In particular, Plaintiff contends that “the Court based its dismissal, in part, on factual representations from Defendants' counsel that multiple ANDAs (generics) manufactured docetaxel when Ms. Davis received docetaxel from August 30, 2012 to January 3, 2013.” Yet, after the hearing, Plaintiff discovered that there were no ANDA holders manufacturing docetaxel at that time. Thus, Plaintiff argues that Defendants' counsel's factual representations were made in error and that, “[w]hen corrected, [she] has provided sufficient evidence to support her contention that Hospira manufactured the first 3 cycles of her docetaxel treatment.”
Id. at 1.
Id. at 3.
Id. at 3-4.
The Court disagrees.

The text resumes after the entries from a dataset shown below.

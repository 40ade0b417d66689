//! Session cookie contract.
//!
//! The token only ever travels in the `access_token` cookie: `HttpOnly`,
//! `Path=/`, `Max-Age` equal to the session lifetime, `SameSite` from config
//! and `Secure` when `COOKIE_SECURE` is on.

use crate::config::Config;
use axum::http::{HeaderMap, HeaderValue, header::COOKIE};

pub const SESSION_COOKIE: &str = "access_token";

/// `Set-Cookie` value carrying a freshly issued token.
pub fn session_cookie(config: &Config, token: &str) -> HeaderValue {
    cookie_header(config, token, config.session_max_age_seconds())
}

/// `Set-Cookie` value that makes the browser drop the session cookie.
pub fn clear_session_cookie(config: &Config) -> HeaderValue {
    cookie_header(config, "", 0)
}

fn cookie_header(config: &Config, value: &str, max_age: i64) -> HeaderValue {
    let mut cookie = format!(
        "{}={}; HttpOnly; Path=/; Max-Age={}; SameSite={}",
        SESSION_COOKIE, value, max_age, config.cookie_samesite
    );
    if config.cookie_secure {
        cookie.push_str("; Secure");
    }

    // JWTs are base64url with dots, always a valid header value.
    HeaderValue::from_str(&cookie).unwrap_or_else(|_| HeaderValue::from_static(""))
}

/// Reads the session token out of the request's `Cookie` headers.
pub fn session_token(headers: &HeaderMap) -> Option<String> {
    headers
        .get_all(COOKIE)
        .iter()
        .filter_map(|value| value.to_str().ok())
        .flat_map(|value| value.split(';'))
        .filter_map(|pair| pair.trim().split_once('='))
        .find(|(name, _)| *name == SESSION_COOKIE)
        .map(|(_, value)| value.trim_matches('"').to_string())
        .filter(|value| !value.is_empty())
}

#[cfg(test)]
mod tests {
    use super::*;
    use crate::config::SameSite;

    #[test]
    fn test_cookie_attributes() {
        let config = Config::for_tests();
        let cookie = session_cookie(&config, "abc.def.ghi");
        assert_eq!(
            cookie.to_str().unwrap(),
            "access_token=abc.def.ghi; HttpOnly; Path=/; Max-Age=1800; SameSite=Lax"
        );

        let secure = Config {
            cookie_secure: true,
            cookie_samesite: SameSite::Strict,
            ..Config::for_tests()
        };
        let cookie = session_cookie(&secure, "abc");
        assert!(cookie.to_str().unwrap().ends_with("SameSite=Strict; Secure"));

        let cleared = clear_session_cookie(&config);
        assert!(cleared.to_str().unwrap().starts_with("access_token=; "));
        assert!(cleared.to_str().unwrap().contains("Max-Age=0"));
    }

    #[test]
    fn test_session_token_parsing() {
        let mut headers = HeaderMap::new();
        assert_eq!(session_token(&headers), None);

        headers.insert(
            COOKIE,
            HeaderValue::from_static("theme=dark; access_token=abc.def; lang=en"),
        );
        assert_eq!(session_token(&headers), Some("abc.def".to_string()));

        headers.insert(COOKIE, HeaderValue::from_static("access_token="));
        assert_eq!(session_token(&headers), None);
    }
}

The possibility that a non-Defendant was supplying its docetaxel to Plaintiff's treatment facility was only one reason for the Court finding that Plaintiff could not rely on the Defendant Fact Sheets as evidence of Product Id. As Defendants note, “another basis raised at the hearing-which alone is sufficient to warrant dismissal”-was “that the Defendant Fact Sheet is not an exhaustive listing of every shipment of all Defendants' docetaxel to a particular treatment facility.” Shipments made through indirect means, such as wholesalers and distributors, are not always included in the Defendant Fact Sheets because Defendants do not necessarily possess or have access to that shipment data. Accordingly, regardless of whether there were non-Defendant manufacturers on the market at the time Plaintiff was treated, the Defendant Fact Sheets alone are still not sufficient evidence of Product ID because they do not eliminate the possibility that Plaintiff's treatment facility was receiving another Defendant's docetaxel indirectly. Thus, Plaintiff has not shown that she is entitled to Rule 59(e) relief.
Doc. 14235 at 2.
Doc. 14235 at 3.
On December 6, 2022, this Court issued an Addendum to CMO 12A. See Doc. 15287. This Addendum describes additional types of evidence that the Court will consider for a Plaintiff who seeks to identify the proper Defendant(s) with evidence other than the Product ID Information described in CMO 12A, paragraph 6. The Court notes that under this Addendum to CMO 12A, Plaintiff's reliance on the Defendant Fact Sheets alone is still insufficient evidence of Product ID.
CONCLUSION
For the foregoing reasons, Plaintiff's Motion for Reconsideration of the Court's Order Dismissing Her Case Without Prejudice (Doc. 14152) is DENIED.